Paul
Goble
Staunton, October 30 – Today, many
people in the Russian Federation will pause to remember the victims of
political repressions in the USSR, in particular the members of the 14 peoples
who were deported en masse and the 48 other nations who were deported or
otherwise repressed only in part, a list that even more tragically is far from
complete
While the regime of Vladimir Putin
increasingly defends what Stalin did and tries to block any memorialization of
his victims, Elena Meygun of Nazaccent.ru points out that “more than 700
memorials” to the victims of Stalinist repression nonetheless have been erected
across the country (nazaccent.ru/content/18158-obedinyayushaya-skorb.html).
Few
of them are in Moscow or in other major cities. Instead, they are at the sites
of former jails and camps, resettlement points, and mass graves. To give some
idea of the scope of this effort, she provides pictures and details of some of
them which show in her words that “the peoples of our country are united not
only by the word ‘Russian’ but by a common tragedy.”
On
this day, it is worth looking at these pictures and thinking about the millions
of human victims of a system whose collapse Putin has described as “the greatest
geopolitical tragedy” of the 20th century and, having viewed them,
recommitting ourselves to ensuring that there will be no more steps in the
direction of recreating it.
And
unfortunately, such a recommitment is necessary not only morally but
practically. As Crimean Tatar Mustafa Dzhemilyev reminds today, Moscow is
engaged in an analogous act of ethnic engineering and genocide in occupied
Crimea by forcing Crimean Tatars out and sending ethnic Russians in (qha.com.ua/ru/obschestvo/krim-zaselyayut-rossiyanami/150286/).
Meygun’s
gallery of memorials and the groups for which they were set up include:
·
The
Cossacks, who erected a memorial cross at a cemetery in Kotlas in the Far North
in 2003 and another at the resettlement camp in Makarikha.
·
The
Lithuanians who set up a memorial in the Komi Republic in 1990 in honor of the
Lithuanians who were deported there after the illegal annexation of their
country.
·
The
Russian Germans who erected a memorial in Karelia.
·
The
Poles who set one up in St. Petersburg in 1993.
·
The
Ingush and Chechens who put up a memorial in Nazran in 1997 to those who were
deported to Kazakhstan and Central Asia.
·
The
Kalmyks who erected a monument in their capital Elista in 1996 to those who had
been deported and then able to return.
·
The
Karachays who put one up in 2014 in an aul in the Karachayevo-Chekess Republic.
·
The
Estonians who erected a memorial cross in Norilsk in 1991 in honor of those
Estonians who perished there.
·
The
Jews who put up a memorial in Medvezhegorsk in Karelia in 2005to the Jews who
died not only in 1937-1938 but throughout the Soviet period.
·
The
Ukrainians who set up a memorial in Khakasia to which many of them were deported.

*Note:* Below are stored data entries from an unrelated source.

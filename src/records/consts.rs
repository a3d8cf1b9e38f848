// Copyright 2024 tison <wander4096@gmail.com>
//
// Licensed under the Apache License, Version 2.0 (the "License");
// you may not use this file except in compliance with the License.
// You may obtain a copy of the License at
//
//     http://www.apache.org/licenses/LICENSE-2.0
//
// Unless required by applicable law or agreed to in writing, software
// distributed under the License is distributed on an "AS IS" BASIS,
// WITHOUT WARRANTIES OR CONDITIONS OF ANY KIND, either express or implied.
// See the License for the specific language governing permissions and
// limitations under the License.

pub const NO_SEQUENCE: i32 = -1;

// The current attributes are given below:
// ---------------------------------------------------------------------------------------------------------------------------
// | Unused (7-15) | Delete Horizon Flag (6) | Control (5) | Transactional (4) | Timestamp Type (3) | Compression Type (0-2) |
// ---------------------------------------------------------------------------------------------------------------------------
pub const COMPRESSION_CODEC_MASK: u8 = 0x07;
pub const TIMESTAMP_TYPE_MASK: u8 = 0x08;
pub const TRANSACTIONAL_FLAG_MASK: u8 = 0x10;
pub const CONTROL_FLAG_MASK: u8 = 0x20;
pub const DELETE_HORIZON_FLAG_MASK: u8 = 0x40;

// offset table
pub const BASE_OFFSET_OFFSET: usize = 0;
pub const BASE_OFFSET_LENGTH: usize = 8;
pub const LENGTH_OFFSET: usize = BASE_OFFSET_OFFSET + BASE_OFFSET_LENGTH;
pub const LENGTH_LENGTH: usize = 4;
pub const PARTITION_LEADER_EPOCH_OFFSET: usize = LENGTH_OFFSET + LENGTH_LENGTH;
pub const PARTITION_LEADER_EPOCH_LENGTH: usize = 4;
pub const MAGIC_OFFSET: usize = PARTITION_LEADER_EPOCH_OFFSET + PARTITION_LEADER_EPOCH_LENGTH;
pub const MAGIC_LENGTH: usize = 1;
pub const CRC_OFFSET: usize = MAGIC_OFFSET + MAGIC_LENGTH;
pub const CRC_LENGTH: usize = 4;
pub const ATTRIBUTES_OFFSET: usize = CRC_OFFSET + CRC_LENGTH;
pub const ATTRIBUTE_LENGTH: usize = 2;
pub const LAST_OFFSET_DELTA_OFFSET: usize = ATTRIBUTES_OFFSET + ATTRIBUTE_LENGTH;
pub const LAST_OFFSET_DELTA_LENGTH: usize = 4;
pub const BASE_TIMESTAMP_OFFSET: usize = LAST_OFFSET_DELTA_OFFSET + LAST_OFFSET_DELTA_LENGTH;
pub const BASE_TIMESTAMP_LENGTH: usize = 8;
pub const MAX_TIMESTAMP_OFFSET: usize = BASE_TIMESTAMP_OFFSET + BASE_TIMESTAMP_LENGTH;
pub const MAX_TIMESTAMP_LENGTH: usize = 8;
pub const PRODUCER_ID_OFFSET: usize = MAX_TIMESTAMP_OFFSET + MAX_TIMESTAMP_LENGTH;
pub const PRODUCER_ID_LENGTH: usize = 8;
pub const PRODUCER_EPOCH_OFFSET: usize = PRODUCER_ID_OFFSET + PRODUCER_ID_LENGTH;
pub const PRODUCER_EPOCH_LENGTH: usize = 2;
pub const BASE_SEQUENCE_OFFSET: usize = PRODUCER_EPOCH_OFFSET + PRODUCER_EPOCH_LENGTH;
pub const BASE_SEQUENCE_LENGTH: usize = 4;
pub const RECORDS_COUNT_OFFSET: usize = BASE_SEQUENCE_OFFSET + BASE_SEQUENCE_LENGTH;
pub const RECORDS_COUNT_LENGTH: usize = 4;
pub const RECORDS_OFFSET: usize = RECORDS_COUNT_OFFSET + RECORDS_COUNT_LENGTH;
pub const RECORD_BATCH_OVERHEAD: usize = RECORDS_OFFSET;

pub const HEADER_SIZE_UP_TO_MAGIC: usize = MAGIC_OFFSET + MAGIC_LENGTH;
pub const LOG_OVERHEAD: usize = LENGTH_OFFSET + LENGTH_LENGTH;
// Copyright 2024 tison <wander4096@gmail.com>
//
// Licensed under the Apache License, Version 2.0 (the "License");
// you may not use this file except in compliance with the License.
// You may obtain a copy of the License at
//
//     http://www.apache.org/licenses/LICENSE-2.0
//
// Unless required by applicable law or agreed to in writing, software
// distributed under the License is distributed on an "AS IS" BASIS,
// WITHOUT WARRANTIES OR CONDITIONS OF ANY KIND, either express or implied.
// See the License for the specific language governing permissions and
// limitations under the License.

/// A decoded record, uniform across legacy (magic 0/1) and default (magic 2)
/// batches.
#[derive(Debug, Default, Clone, PartialEq, Eq)]
pub struct Record {
    pub offset: i64,
    /// Absent for magic 0, which carries no per-message timestamp.
    pub timestamp: Option<i64>,
    pub timestamp_type: TimestampType,
    /// Always `0` in default format. In legacy format this is the wrapper
    /// message's attributes byte (compression codec and timestamp type);
    /// inner messages of a compressed legacy wrapper don't carry their own.
    pub attrs: i8,
    pub key: Option<Vec<u8>>,
    pub value: Option<Vec<u8>>,
    /// Always empty for magic < 2.
    pub headers: Vec<Header>,
    /// The message's own CRC for magic 0/1; `None` for magic 2, where the
    /// checksum protects the whole batch rather than individual records.
    pub checksum: Option<u32>,
}

#[derive(Debug, Default, Clone, PartialEq, Eq)]
pub struct Header {
    pub key: String,
    pub value: Option<Vec<u8>>,
}

#[derive(Debug, Default, Clone, Copy, PartialEq, Eq)]
pub enum TimestampType {
    #[default]
    CreateTime,
    LogAppendTime,
}

impl TimestampType {
    pub fn as_i8(self) -> i8 {
        match self {
            TimestampType::CreateTime => 0,
            TimestampType::LogAppendTime => 1,
        }
    }
}

#[derive(Debug, Default, Clone, Copy, PartialEq, Eq)]
pub enum CompressionType {
    #[default]
    None,
    Gzip,
    Snappy,
    Lz4,
    Zstd,
}

impl CompressionType {
    pub fn as_u8(self) -> u8 {
        match self {
            CompressionType::None => 0,
            CompressionType::Gzip => 1,
            CompressionType::Snappy => 2,
            CompressionType::Lz4 => 3,
            CompressionType::Zstd => 4,
        }
    }
}

impl TryFrom<u8> for CompressionType {
    type Error = crate::error::CodecError;

    fn try_from(ty: u8) -> Result<Self, Self::Error> {
        match ty {
            0 => Ok(CompressionType::None),
            1 => Ok(CompressionType::Gzip),
            2 => Ok(CompressionType::Snappy),
            3 => Ok(CompressionType::Lz4),
            4 => Ok(CompressionType::Zstd),
            other => Err(crate::compression::err_unsupported(other)),
        }
    }
}
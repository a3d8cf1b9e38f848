// Copyright 2024 tison <wander4096@gmail.com>
//
// Licensed under the Apache License, Version 2.0 (the "License");
// you may not use this file except in compliance with the License.
// You may obtain a copy of the License at
//
//     http://www.apache.org/licenses/LICENSE-2.0
//
// Unless required by applicable law or agreed to in writing, software
// distributed under the License is distributed on an "AS IS" BASIS,
// WITHOUT WARRANTIES OR CONDITIONS OF ANY KIND, either express or implied.
// See the License for the specific language governing permissions and
// limitations under the License.

//! Codec for Apache Kafka record batch wire formats: the legacy magic 0/1
//! message set and the default magic 2 record batch, plus a lazy iterator
//! over a buffer that may hold several concatenated batches.

mod compression;
pub mod crc32c;
pub mod error;
pub mod records;
pub mod varint;

pub use error::CodecError;
pub use error::CodecResult;
pub use records::default_batch::RecordBatchReader;
pub use records::default_batch::RecordBatchWriter;
pub use records::iterator::BatchIterator;
pub use records::iterator::DecodedBatch;
pub use records::legacy_batch::LegacyRecordBatchReader;
pub use records::legacy_batch::LegacyRecordBatchWriter;
pub use records::CompressionType;
pub use records::Header;
pub use records::Record;
pub use records::TimestampType;
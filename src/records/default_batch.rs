// Copyright 2024 tison <wander4096@gmail.com>
//
// Licensed under the Apache License, Version 2.0 (the "License");
// you may not use this file except in compliance with the License.
// You may obtain a copy of the License at
//
//     http://www.apache.org/licenses/LICENSE-2.0
//
// Unless required by applicable law or agreed to in writing, software
// distributed under the License is distributed on an "AS IS" BASIS,
// WITHOUT WARRANTIES OR CONDITIONS OF ANY KIND, either express or implied.
// See the License for the specific language governing permissions and
// limitations under the License.

//! Writer and reader for the default (magic 2) record batch format.

use byteorder::BigEndian;
use byteorder::ReadBytesExt;
use byteorder::WriteBytesExt;

use crate::compression;
use crate::crc32c::crc32c;
use crate::error::err_corrupt;
use crate::error::CodecResult;
use crate::records::consts::*;
use crate::records::record::CompressionType;
use crate::records::record::Header;
use crate::records::record::Record;
use crate::records::record::TimestampType;
use crate::varint::read_bytes;
use crate::varint::read_varint;
use crate::varint::read_varlong;
use crate::varint::size_of_varint;
use crate::varint::size_of_varlong;
use crate::varint::write_varint;
use crate::varint::write_varlong;

/// Builds a single magic-2 record batch. `base_offset` is always `0`; the
/// broker is the one that rewrites it on append to the log.
pub struct RecordBatchWriter {
    compression_type: CompressionType,
    is_transactional: bool,
    is_control: bool,
    producer_id: i64,
    producer_epoch: i16,
    base_sequence: i32,
    partition_leader_epoch: i32,
    batch_size: usize,
    records: Vec<u8>,
    record_count: i32,
    first_timestamp: Option<i64>,
    max_timestamp: i64,
    last_offset_delta: i32,
}

#[allow(clippy::too_many_arguments)]
impl RecordBatchWriter {
    pub fn new(
        compression_type: CompressionType,
        is_transactional: bool,
        producer_id: i64,
        producer_epoch: i16,
        base_sequence: i32,
        batch_size: usize,
    ) -> Self {
        RecordBatchWriter {
            compression_type,
            is_transactional,
            is_control: false,
            producer_id,
            producer_epoch,
            base_sequence,
            partition_leader_epoch: -1,
            batch_size,
            records: Vec::new(),
            record_count: 0,
            first_timestamp: None,
            max_timestamp: i64::MIN,
            last_offset_delta: 0,
        }
    }

    pub fn mark_control_batch(&mut self) {
        self.is_control = true;
    }

    fn timestamp_delta(&self, timestamp: i64) -> i64 {
        timestamp - self.first_timestamp.unwrap_or(timestamp)
    }

    /// Exact number of bytes appending this record would add to the batch.
    pub fn size_in_bytes(
        &self,
        offset: i64,
        timestamp: i64,
        key: Option<&[u8]>,
        value: Option<&[u8]>,
        headers: &[Header],
    ) -> usize {
        record_size(self.timestamp_delta(timestamp), offset as i32, key, value, headers)
    }

    /// Upper bound on the encoded size of a record with the given payload,
    /// usable before the record's offset or timestamp are known.
    pub fn estimate_size_in_bytes(
        key: Option<&[u8]>,
        value: Option<&[u8]>,
        headers: &[Header],
    ) -> usize {
        // worst case: 10-byte timestamp delta, 5-byte offset delta
        record_size(i64::MIN, i32::MAX, key, value, headers)
    }

    /// Appends a record. Returns `false` (without mutating state) if the
    /// batch has no free capacity and at least one record is already
    /// present; the first record is always accepted.
    pub fn append(
        &mut self,
        offset: i64,
        timestamp: i64,
        key: Option<&[u8]>,
        value: Option<&[u8]>,
        headers: Vec<Header>,
    ) -> CodecResult<bool> {
        let offset_delta = offset as i32;
        let timestamp_delta = self.timestamp_delta(timestamp);
        let needed = record_size(timestamp_delta, offset_delta, key, value, &headers);
        if self.record_count > 0 && RECORD_BATCH_OVERHEAD + self.records.len() + needed > self.batch_size
        {
            return Ok(false);
        }

        if self.first_timestamp.is_none() {
            self.first_timestamp = Some(timestamp);
        }
        write_varint(&mut self.records, content_len(timestamp_delta, offset_delta, key, value, &headers) as i32)?;
        self.records.write_i8(0)?; // attributes, always 0
        write_varlong(&mut self.records, timestamp_delta)?;
        write_varint(&mut self.records, offset_delta)?;
        write_nullable_bytes(&mut self.records, key)?;
        write_nullable_bytes(&mut self.records, value)?;
        write_varint(&mut self.records, headers.len() as i32)?;
        for header in &headers {
            write_nullable_bytes(&mut self.records, Some(header.key.as_bytes()))?;
            write_nullable_bytes(&mut self.records, header.value.as_deref())?;
        }

        self.record_count += 1;
        self.max_timestamp = self.max_timestamp.max(timestamp);
        self.last_offset_delta = self.last_offset_delta.max(offset_delta);
        Ok(true)
    }

    /// Finalizes the batch: compresses the records region if configured,
    /// writes the header, and computes the CRC32C.
    pub fn build(self) -> CodecResult<Vec<u8>> {
        let records = compression::compress(self.compression_type, 2, &self.records)?;

        let mut attributes: u16 = self.compression_type.as_u8() as u16;
        if self.is_transactional {
            attributes |= TRANSACTIONAL_FLAG_MASK as u16;
        }
        if self.is_control {
            attributes |= CONTROL_FLAG_MASK as u16;
        }

        let batch_length = (RECORD_BATCH_OVERHEAD - LOG_OVERHEAD) + records.len();

        let mut buf = Vec::with_capacity(LOG_OVERHEAD + batch_length);
        buf.write_i64::<BigEndian>(0)?; // base offset
        buf.write_i32::<BigEndian>(batch_length as i32)?;
        buf.write_i32::<BigEndian>(self.partition_leader_epoch)?;
        buf.write_i8(2)?; // magic
        let crc_pos = buf.len();
        buf.write_u32::<BigEndian>(0)?; // crc placeholder
        buf.write_u16::<BigEndian>(attributes)?;
        buf.write_i32::<BigEndian>(self.last_offset_delta)?;
        buf.write_i64::<BigEndian>(self.first_timestamp.unwrap_or(0))?;
        buf.write_i64::<BigEndian>(self.max_timestamp.max(self.first_timestamp.unwrap_or(0)))?;
        buf.write_i64::<BigEndian>(self.producer_id)?;
        buf.write_i16::<BigEndian>(self.producer_epoch)?;
        buf.write_i32::<BigEndian>(self.base_sequence)?;
        buf.write_i32::<BigEndian>(self.record_count)?;
        buf.extend_from_slice(&records);

        let crc = crc32c(&buf[crc_pos + CRC_LENGTH..]);
        (&mut buf[crc_pos..crc_pos + CRC_LENGTH]).write_u32::<BigEndian>(crc)?;

        Ok(buf)
    }
}

fn content_len(
    timestamp_delta: i64,
    offset_delta: i32,
    key: Option<&[u8]>,
    value: Option<&[u8]>,
    headers: &[Header],
) -> usize {
    let mut size = 1; // attributes
    size += size_of_varlong(timestamp_delta);
    size += size_of_varint(offset_delta);
    size += nullable_bytes_size(key);
    size += nullable_bytes_size(value);
    size += size_of_varint(headers.len() as i32);
    for header in headers {
        size += nullable_bytes_size(Some(header.key.as_bytes()));
        size += nullable_bytes_size(header.value.as_deref());
    }
    size
}

fn record_size(
    timestamp_delta: i64,
    offset_delta: i32,
    key: Option<&[u8]>,
    value: Option<&[u8]>,
    headers: &[Header],
) -> usize {
    let content = content_len(timestamp_delta, offset_delta, key, value, headers);
    size_of_varint(content as i32) + content
}

fn nullable_bytes_size(bytes: Option<&[u8]>) -> usize {
    match bytes {
        None => size_of_varint(-1),
        Some(b) => size_of_varint(b.len() as i32) + b.len(),
    }
}

fn write_nullable_bytes<B: WriteBytesExt>(buf: &mut B, bytes: Option<&[u8]>) -> CodecResult<()> {
    match bytes {
        None => write_varint(buf, -1),
        Some(b) => {
            write_varint(buf, b.len() as i32)?;
            buf.write_all(b)?;
            Ok(())
        }
    }
}

/// Read-only view over a single magic-2 record batch slice.
pub struct RecordBatchReader<'a> {
    bytes: &'a [u8],
}

impl<'a> RecordBatchReader<'a> {
    /// `bytes` must be exactly one batch: `LOG_OVERHEAD + batch_length`.
    pub fn new(bytes: &'a [u8]) -> CodecResult<Self> {
        if bytes.len() < RECORD_BATCH_OVERHEAD {
            return Err(err_corrupt("batch shorter than the minimum v2 header"));
        }
        let magic = (&bytes[MAGIC_OFFSET..]).read_i8()?;
        if magic != 2 {
            return Err(err_corrupt(format!("not a magic-2 batch: magic={magic}")));
        }
        Ok(RecordBatchReader { bytes })
    }

    pub fn magic(&self) -> i8 {
        2
    }

    pub fn base_offset(&self) -> i64 {
        (&self.bytes[BASE_OFFSET_OFFSET..]).read_i64::<BigEndian>().unwrap()
    }

    pub fn last_offset_delta(&self) -> i32 {
        (&self.bytes[LAST_OFFSET_DELTA_OFFSET..]).read_i32::<BigEndian>().unwrap()
    }

    pub fn last_offset(&self) -> i64 {
        self.base_offset() + self.last_offset_delta() as i64
    }

    pub fn partition_leader_epoch(&self) -> i32 {
        (&self.bytes[PARTITION_LEADER_EPOCH_OFFSET..]).read_i32::<BigEndian>().unwrap()
    }

    pub fn checksum(&self) -> u32 {
        (&self.bytes[CRC_OFFSET..]).read_u32::<BigEndian>().unwrap()
    }

    pub fn first_timestamp(&self) -> i64 {
        (&self.bytes[BASE_TIMESTAMP_OFFSET..]).read_i64::<BigEndian>().unwrap()
    }

    pub fn max_timestamp(&self) -> i64 {
        (&self.bytes[MAX_TIMESTAMP_OFFSET..]).read_i64::<BigEndian>().unwrap()
    }

    pub fn producer_id(&self) -> i64 {
        (&self.bytes[PRODUCER_ID_OFFSET..]).read_i64::<BigEndian>().unwrap()
    }

    pub fn producer_epoch(&self) -> i16 {
        (&self.bytes[PRODUCER_EPOCH_OFFSET..]).read_i16::<BigEndian>().unwrap()
    }

    pub fn base_sequence(&self) -> i32 {
        (&self.bytes[BASE_SEQUENCE_OFFSET..]).read_i32::<BigEndian>().unwrap()
    }

    pub fn records_count(&self) -> i32 {
        (&self.bytes[RECORDS_COUNT_OFFSET..]).read_i32::<BigEndian>().unwrap()
    }

    fn attributes(&self) -> u16 {
        (&self.bytes[ATTRIBUTES_OFFSET..]).read_u16::<BigEndian>().unwrap()
    }

    pub fn compression_type(&self) -> CodecResult<CompressionType> {
        CompressionType::try_from((self.attributes() & COMPRESSION_CODEC_MASK as u16) as u8)
    }

    pub fn timestamp_type(&self) -> TimestampType {
        if self.attributes() & TIMESTAMP_TYPE_MASK as u16 != 0 {
            TimestampType::LogAppendTime
        } else {
            TimestampType::CreateTime
        }
    }

    pub fn is_transactional(&self) -> bool {
        self.attributes() & TRANSACTIONAL_FLAG_MASK as u16 != 0
    }

    pub fn is_control_batch(&self) -> bool {
        self.attributes() & CONTROL_FLAG_MASK as u16 != 0
    }

    /// Validates the CRC32C over every byte after the CRC field.
    pub fn validate_crc(&self) -> CodecResult<()> {
        let calc = crc32c(&self.bytes[CRC_OFFSET + CRC_LENGTH..]);
        let stored = self.checksum();
        if calc != stored {
            return Err(crate::error::CodecError::CrcCheckFailed {
                record_crc: stored,
                calc_crc: calc,
            });
        }
        Ok(())
    }

    /// Decompresses (if needed) and decodes every record in the batch.
    pub fn records(&self) -> CodecResult<Vec<Record>> {
        let compression_type = self.compression_type()?;
        let raw = &self.bytes[RECORDS_OFFSET..];
        let owned;
        let region: &[u8] = if compression_type == CompressionType::None {
            raw
        } else {
            owned = compression::decompress(compression_type, raw)?;
            &owned
        };
        decode_records(
            region,
            self.base_offset(),
            self.first_timestamp(),
            self.timestamp_type(),
            self.records_count(),
        )
    }
}

fn decode_records(
    mut region: &[u8],
    base_offset: i64,
    first_timestamp: i64,
    timestamp_type: TimestampType,
    count: i32,
) -> CodecResult<Vec<Record>> {
    let mut records = Vec::with_capacity(count.max(0) as usize);
    for _ in 0..count {
        let _len = read_varint(&mut region)?;
        let attributes = region.read_i8()?;
        let timestamp_delta = read_varlong(&mut region)?;
        let offset_delta = read_varint(&mut region)?;
        let key_len = read_varint(&mut region)?;
        let key = read_bytes(&mut region, key_len)?;
        let value_len = read_varint(&mut region)?;
        let value = read_bytes(&mut region, value_len)?;
        let header_count = read_varint(&mut region)?;
        let mut headers = Vec::with_capacity(header_count.max(0) as usize);
        for _ in 0..header_count {
            let key_len = read_varint(&mut region)?;
            let header_key = read_bytes(&mut region, key_len)?
                .ok_or_else(|| err_corrupt("header key must not be null"))?;
            let header_key = String::from_utf8(header_key)
                .map_err(|e| err_corrupt(format!("header key is not utf-8: {e}")))?;
            let value_len = read_varint(&mut region)?;
            let header_value = read_bytes(&mut region, value_len)?;
            headers.push(Header {
                key: header_key,
                value: header_value,
            });
        }

        records.push(Record {
            offset: base_offset + offset_delta as i64,
            timestamp: Some(first_timestamp + timestamp_delta),
            timestamp_type,
            attrs: attributes,
            key,
            value,
            headers,
            checksum: None,
        });
    }
    Ok(records)
}
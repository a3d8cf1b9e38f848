// Copyright 2024 tison <wander4096@gmail.com>
//
// Licensed under the Apache License, Version 2.0 (the "License");
// you may not use this file except in compliance with the License.
// You may obtain a copy of the License at
//
//     http://www.apache.org/licenses/LICENSE-2.0
//
// Unless required by applicable law or agreed to in writing, software
// distributed under the License is distributed on an "AS IS" BASIS,
// WITHOUT WARRANTIES OR CONDITIONS OF ANY KIND, either express or implied.
// See the License for the specific language governing permissions and
// limitations under the License.

//! CRC32C (Castagnoli) checksum used to protect default (v2) record batches.
//!
//! Legacy (v0/v1) messages use the plain CRC-32 (IEEE) polynomial instead; see
//! [`crate::records::legacy_batch`].

use crc::Crc;
use crc::CRC_32_ISCSI;
use crc::CRC_32_ISO_HDLC;

const CASTAGNOLI: Crc<u32> = Crc::<u32>::new(&CRC_32_ISCSI);
const IEEE: Crc<u32> = Crc::<u32>::new(&CRC_32_ISO_HDLC);

pub fn crc32c(data: &[u8]) -> u32 {
    CASTAGNOLI.checksum(data)
}

/// The plain (IEEE, reflected 0xEDB88320) CRC-32 used by legacy (magic 0/1)
/// messages. Distinct from [`crc32c`]: v2 switched to Castagnoli.
pub fn crc32_ieee(data: &[u8]) -> u32 {
    IEEE.checksum(data)
}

It was dedicated in August 2000.
·
The
Latvians who erected a monument to Latvians who died in deportation in the Komi
Republic in 1989.
·
The
Greeks who put up a memorial in Krasnodar in 2011 to victims from among that
nation.
·
The
Koreans who put up a small memorial to their losses in Shcherbinka, near
Moscow.
·
The
Mongolians who did the same also in Moscow oblast.
·
The
Yakuts (Sakha) who put up a monument in Arkhangelsk in 2009.
·
The
Asssyrians who erected a memorial in St. Petersburg in 2000 to those of their
nation who lost their lives in the GULAG.
·
The
Ingermanland Finns who set up a memorial also in the Northern Capital in 1994.
·
The
Balkars who have a memorial in their republic to those deported and killed.
·
The
Belarusians who set up a memorial in the Komi Republic in 1999.
·
And
the Crimean Tatars who have memorials in Feodosia and Yevpatoria, some of which
have been vandalized since the Russian occupation of that Ukrainian peninsula.